Count the lines below that hold the word "tokio" and say how many, with no other text.

[Data shown Boundary: Start]

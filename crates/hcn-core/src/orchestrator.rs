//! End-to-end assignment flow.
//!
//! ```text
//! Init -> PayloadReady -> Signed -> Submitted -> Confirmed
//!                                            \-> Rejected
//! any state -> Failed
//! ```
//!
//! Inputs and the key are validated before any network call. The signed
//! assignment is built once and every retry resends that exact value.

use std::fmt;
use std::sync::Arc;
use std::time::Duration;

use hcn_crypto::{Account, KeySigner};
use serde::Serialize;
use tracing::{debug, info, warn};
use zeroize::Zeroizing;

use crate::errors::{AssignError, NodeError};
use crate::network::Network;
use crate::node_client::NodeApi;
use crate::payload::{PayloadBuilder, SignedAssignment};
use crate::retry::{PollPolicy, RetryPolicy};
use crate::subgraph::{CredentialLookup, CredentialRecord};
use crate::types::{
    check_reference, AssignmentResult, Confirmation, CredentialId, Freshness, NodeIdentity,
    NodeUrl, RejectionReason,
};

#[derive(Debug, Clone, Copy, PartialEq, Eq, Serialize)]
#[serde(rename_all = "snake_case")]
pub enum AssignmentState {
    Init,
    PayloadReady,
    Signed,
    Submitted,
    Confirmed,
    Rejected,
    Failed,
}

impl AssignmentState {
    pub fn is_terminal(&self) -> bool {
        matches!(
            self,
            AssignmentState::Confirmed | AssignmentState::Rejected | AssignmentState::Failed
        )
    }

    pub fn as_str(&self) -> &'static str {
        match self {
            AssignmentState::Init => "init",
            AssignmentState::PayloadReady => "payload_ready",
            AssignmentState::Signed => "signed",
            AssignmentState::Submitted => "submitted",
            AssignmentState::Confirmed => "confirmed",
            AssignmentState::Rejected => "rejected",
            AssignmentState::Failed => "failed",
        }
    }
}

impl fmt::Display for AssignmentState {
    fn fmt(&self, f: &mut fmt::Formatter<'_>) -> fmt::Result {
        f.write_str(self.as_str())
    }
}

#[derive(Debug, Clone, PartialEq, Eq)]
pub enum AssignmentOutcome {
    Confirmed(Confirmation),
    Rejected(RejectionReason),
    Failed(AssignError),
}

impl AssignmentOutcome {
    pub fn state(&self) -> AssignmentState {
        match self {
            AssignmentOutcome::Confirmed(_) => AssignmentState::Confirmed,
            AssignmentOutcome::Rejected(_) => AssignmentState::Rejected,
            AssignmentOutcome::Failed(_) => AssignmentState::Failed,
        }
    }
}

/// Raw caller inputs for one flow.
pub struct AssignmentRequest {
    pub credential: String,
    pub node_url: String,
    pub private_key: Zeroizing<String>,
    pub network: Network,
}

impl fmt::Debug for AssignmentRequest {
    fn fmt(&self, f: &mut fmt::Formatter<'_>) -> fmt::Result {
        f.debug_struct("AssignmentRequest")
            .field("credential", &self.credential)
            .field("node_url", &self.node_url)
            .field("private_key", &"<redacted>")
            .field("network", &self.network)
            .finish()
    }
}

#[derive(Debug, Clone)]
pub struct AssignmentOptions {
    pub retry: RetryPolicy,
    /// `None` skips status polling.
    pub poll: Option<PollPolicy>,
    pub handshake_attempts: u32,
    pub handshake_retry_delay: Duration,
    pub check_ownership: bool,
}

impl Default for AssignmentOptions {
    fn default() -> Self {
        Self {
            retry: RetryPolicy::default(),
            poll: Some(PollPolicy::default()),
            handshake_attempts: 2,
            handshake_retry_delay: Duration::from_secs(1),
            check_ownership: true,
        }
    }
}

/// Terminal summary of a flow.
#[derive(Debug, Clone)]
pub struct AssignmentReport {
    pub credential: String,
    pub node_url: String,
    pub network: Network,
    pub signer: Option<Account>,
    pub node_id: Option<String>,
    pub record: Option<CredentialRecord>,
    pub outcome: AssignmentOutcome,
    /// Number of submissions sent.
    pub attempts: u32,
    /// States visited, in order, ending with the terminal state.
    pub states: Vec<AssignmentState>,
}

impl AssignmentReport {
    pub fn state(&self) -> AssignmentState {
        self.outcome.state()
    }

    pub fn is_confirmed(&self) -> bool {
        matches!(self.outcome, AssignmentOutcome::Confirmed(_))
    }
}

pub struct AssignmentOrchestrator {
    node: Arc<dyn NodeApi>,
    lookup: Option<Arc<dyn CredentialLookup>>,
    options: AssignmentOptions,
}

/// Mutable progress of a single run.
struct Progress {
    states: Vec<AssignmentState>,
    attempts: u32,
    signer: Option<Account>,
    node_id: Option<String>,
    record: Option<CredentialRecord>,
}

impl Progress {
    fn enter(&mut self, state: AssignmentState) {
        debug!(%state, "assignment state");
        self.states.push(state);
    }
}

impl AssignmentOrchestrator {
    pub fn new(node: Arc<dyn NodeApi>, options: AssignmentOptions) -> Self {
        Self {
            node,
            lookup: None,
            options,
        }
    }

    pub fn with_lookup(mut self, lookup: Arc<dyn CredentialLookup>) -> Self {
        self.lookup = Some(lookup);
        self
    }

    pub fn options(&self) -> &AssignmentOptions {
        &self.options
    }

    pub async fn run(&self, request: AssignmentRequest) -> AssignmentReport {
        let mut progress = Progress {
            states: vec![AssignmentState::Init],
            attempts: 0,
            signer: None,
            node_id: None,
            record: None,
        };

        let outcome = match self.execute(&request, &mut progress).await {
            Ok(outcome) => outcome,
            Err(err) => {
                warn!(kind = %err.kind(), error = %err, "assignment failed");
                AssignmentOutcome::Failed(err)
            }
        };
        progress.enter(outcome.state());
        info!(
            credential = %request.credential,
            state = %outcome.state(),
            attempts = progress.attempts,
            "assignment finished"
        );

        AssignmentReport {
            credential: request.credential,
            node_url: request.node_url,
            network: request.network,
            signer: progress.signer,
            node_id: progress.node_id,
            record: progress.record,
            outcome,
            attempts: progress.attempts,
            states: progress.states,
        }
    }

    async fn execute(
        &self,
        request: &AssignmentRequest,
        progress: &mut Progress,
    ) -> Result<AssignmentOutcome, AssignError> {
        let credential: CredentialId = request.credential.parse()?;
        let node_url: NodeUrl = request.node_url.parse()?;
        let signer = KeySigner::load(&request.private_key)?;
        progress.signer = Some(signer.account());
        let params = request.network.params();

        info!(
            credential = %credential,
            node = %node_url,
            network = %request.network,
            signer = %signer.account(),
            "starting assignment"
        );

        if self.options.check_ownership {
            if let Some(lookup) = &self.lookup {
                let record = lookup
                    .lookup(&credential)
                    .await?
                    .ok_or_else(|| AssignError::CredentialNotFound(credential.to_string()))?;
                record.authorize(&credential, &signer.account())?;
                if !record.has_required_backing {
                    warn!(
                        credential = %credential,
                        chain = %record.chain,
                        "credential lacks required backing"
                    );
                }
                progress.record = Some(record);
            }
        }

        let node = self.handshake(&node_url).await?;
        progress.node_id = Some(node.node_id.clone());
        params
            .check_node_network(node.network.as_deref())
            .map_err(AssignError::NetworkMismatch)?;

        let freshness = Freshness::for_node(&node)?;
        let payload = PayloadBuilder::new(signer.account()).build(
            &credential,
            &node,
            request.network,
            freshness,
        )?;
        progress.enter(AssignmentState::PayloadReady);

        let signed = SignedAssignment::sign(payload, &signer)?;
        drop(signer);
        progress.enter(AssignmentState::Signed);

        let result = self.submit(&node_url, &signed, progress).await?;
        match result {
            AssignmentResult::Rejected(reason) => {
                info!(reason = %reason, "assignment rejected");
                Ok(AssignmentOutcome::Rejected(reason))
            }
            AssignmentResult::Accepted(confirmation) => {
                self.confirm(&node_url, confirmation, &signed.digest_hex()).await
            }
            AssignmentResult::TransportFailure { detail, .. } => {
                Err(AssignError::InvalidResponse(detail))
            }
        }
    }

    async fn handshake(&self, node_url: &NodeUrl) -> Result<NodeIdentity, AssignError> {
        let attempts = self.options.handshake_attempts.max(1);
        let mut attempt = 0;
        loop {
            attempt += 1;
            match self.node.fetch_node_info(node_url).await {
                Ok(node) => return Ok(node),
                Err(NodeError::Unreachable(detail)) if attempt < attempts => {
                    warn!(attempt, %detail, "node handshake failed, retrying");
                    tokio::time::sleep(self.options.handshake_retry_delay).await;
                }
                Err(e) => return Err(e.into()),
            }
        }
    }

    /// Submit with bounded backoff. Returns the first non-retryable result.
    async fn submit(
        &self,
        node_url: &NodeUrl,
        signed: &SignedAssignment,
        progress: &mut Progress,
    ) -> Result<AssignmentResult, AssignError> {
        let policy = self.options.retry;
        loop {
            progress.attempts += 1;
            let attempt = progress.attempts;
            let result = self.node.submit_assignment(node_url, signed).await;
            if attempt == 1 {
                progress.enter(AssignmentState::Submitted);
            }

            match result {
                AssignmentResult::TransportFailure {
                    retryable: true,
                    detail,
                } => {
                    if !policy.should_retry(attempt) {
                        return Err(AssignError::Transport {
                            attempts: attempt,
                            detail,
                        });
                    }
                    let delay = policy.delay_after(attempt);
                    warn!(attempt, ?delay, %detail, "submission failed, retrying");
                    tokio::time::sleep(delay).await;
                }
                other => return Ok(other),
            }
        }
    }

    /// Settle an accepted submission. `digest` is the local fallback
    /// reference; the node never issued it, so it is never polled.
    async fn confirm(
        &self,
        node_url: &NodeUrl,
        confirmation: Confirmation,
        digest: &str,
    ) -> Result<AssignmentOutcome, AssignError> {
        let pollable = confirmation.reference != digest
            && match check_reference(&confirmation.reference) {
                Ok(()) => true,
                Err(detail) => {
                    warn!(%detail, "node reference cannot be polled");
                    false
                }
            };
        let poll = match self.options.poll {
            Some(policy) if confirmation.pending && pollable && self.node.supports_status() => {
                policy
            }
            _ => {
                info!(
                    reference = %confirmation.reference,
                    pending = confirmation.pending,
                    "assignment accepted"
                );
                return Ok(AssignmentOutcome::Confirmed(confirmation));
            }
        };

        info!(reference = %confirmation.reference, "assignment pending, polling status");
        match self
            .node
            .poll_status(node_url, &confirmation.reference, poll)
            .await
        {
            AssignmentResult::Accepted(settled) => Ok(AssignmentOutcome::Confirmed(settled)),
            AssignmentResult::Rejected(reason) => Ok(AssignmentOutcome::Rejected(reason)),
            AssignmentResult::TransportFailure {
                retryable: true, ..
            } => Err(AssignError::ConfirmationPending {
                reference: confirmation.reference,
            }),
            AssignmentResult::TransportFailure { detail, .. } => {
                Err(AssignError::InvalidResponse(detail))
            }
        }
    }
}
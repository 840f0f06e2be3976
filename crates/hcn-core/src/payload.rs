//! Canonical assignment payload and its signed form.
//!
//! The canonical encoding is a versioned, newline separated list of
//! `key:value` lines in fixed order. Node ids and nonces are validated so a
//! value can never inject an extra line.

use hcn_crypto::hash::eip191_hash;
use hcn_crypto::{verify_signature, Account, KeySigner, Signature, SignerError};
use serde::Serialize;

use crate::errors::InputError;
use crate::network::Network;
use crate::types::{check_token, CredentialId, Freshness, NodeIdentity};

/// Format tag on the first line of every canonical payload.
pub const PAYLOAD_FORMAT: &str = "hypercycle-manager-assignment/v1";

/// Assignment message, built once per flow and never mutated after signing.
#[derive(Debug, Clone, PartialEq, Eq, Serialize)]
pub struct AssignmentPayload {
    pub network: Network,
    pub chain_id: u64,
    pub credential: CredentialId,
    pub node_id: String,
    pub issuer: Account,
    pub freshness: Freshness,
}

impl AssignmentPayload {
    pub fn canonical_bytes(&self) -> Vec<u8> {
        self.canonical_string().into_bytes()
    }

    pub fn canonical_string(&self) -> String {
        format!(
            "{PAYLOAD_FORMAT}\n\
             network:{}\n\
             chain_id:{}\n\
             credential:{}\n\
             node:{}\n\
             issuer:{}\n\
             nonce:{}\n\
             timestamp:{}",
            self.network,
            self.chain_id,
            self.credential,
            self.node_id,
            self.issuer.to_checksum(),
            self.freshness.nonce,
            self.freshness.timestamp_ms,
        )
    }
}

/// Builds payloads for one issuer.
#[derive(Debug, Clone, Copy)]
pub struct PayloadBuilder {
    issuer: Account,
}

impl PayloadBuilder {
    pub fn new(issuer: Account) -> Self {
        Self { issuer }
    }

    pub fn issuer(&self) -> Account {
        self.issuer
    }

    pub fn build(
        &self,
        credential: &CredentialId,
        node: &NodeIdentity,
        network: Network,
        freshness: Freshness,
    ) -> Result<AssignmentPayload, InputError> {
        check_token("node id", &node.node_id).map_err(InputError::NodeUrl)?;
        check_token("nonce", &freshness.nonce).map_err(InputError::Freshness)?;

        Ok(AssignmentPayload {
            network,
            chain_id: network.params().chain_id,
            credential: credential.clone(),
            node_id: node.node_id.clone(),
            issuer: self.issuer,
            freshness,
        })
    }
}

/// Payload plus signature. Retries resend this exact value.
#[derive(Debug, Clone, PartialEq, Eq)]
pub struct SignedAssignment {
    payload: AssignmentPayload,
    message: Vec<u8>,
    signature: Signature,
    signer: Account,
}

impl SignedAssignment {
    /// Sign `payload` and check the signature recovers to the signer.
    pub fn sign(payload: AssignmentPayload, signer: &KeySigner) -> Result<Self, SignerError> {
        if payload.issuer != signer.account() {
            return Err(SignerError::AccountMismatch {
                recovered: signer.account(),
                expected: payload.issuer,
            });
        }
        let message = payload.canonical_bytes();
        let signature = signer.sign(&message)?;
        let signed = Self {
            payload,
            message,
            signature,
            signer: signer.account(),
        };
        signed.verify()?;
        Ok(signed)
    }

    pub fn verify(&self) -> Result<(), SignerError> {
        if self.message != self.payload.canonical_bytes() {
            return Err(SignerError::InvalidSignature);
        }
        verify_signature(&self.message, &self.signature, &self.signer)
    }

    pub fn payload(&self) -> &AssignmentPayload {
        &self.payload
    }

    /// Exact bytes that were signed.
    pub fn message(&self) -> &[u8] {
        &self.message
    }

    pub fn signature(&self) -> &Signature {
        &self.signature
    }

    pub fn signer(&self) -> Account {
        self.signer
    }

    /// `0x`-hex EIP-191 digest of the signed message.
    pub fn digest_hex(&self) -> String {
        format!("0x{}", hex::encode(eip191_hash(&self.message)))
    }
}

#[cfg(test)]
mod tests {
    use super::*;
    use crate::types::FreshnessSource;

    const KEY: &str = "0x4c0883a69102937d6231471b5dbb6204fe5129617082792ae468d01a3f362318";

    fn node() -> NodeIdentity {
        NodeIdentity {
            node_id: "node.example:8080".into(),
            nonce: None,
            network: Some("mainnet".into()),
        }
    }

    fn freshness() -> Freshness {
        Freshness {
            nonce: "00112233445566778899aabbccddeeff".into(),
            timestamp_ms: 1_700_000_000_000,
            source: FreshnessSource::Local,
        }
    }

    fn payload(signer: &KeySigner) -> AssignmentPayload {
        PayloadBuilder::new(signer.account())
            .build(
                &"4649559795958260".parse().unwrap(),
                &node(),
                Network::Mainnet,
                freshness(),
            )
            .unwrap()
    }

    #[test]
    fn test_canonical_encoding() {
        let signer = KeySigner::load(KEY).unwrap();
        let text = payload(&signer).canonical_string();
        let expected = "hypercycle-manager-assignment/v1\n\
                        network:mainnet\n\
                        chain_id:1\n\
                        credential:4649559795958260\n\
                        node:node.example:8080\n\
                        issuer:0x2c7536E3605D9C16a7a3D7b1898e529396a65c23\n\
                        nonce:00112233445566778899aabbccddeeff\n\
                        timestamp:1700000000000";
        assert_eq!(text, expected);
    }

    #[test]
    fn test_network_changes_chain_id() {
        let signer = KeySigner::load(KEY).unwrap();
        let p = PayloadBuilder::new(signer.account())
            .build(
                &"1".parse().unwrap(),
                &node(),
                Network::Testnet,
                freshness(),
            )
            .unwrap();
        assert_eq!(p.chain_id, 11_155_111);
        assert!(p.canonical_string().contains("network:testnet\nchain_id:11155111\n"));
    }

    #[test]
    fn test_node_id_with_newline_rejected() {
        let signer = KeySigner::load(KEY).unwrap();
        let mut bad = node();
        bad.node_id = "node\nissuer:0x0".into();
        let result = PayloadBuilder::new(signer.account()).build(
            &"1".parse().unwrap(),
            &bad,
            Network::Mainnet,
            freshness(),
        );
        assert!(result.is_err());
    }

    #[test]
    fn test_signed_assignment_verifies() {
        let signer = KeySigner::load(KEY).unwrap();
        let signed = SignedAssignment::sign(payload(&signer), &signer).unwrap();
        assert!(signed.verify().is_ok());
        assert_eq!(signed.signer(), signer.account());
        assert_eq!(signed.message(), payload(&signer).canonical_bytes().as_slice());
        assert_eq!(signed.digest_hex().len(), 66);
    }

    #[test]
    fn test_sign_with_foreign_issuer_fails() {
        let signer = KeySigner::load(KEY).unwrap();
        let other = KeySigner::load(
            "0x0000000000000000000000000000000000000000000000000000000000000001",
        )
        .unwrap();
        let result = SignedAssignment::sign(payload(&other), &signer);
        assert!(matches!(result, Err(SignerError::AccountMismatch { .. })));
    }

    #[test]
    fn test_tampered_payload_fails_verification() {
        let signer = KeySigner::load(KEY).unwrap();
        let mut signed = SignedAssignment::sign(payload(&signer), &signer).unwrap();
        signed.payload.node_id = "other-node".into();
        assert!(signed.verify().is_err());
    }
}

[Data shown Boundary: End]

Answer space
2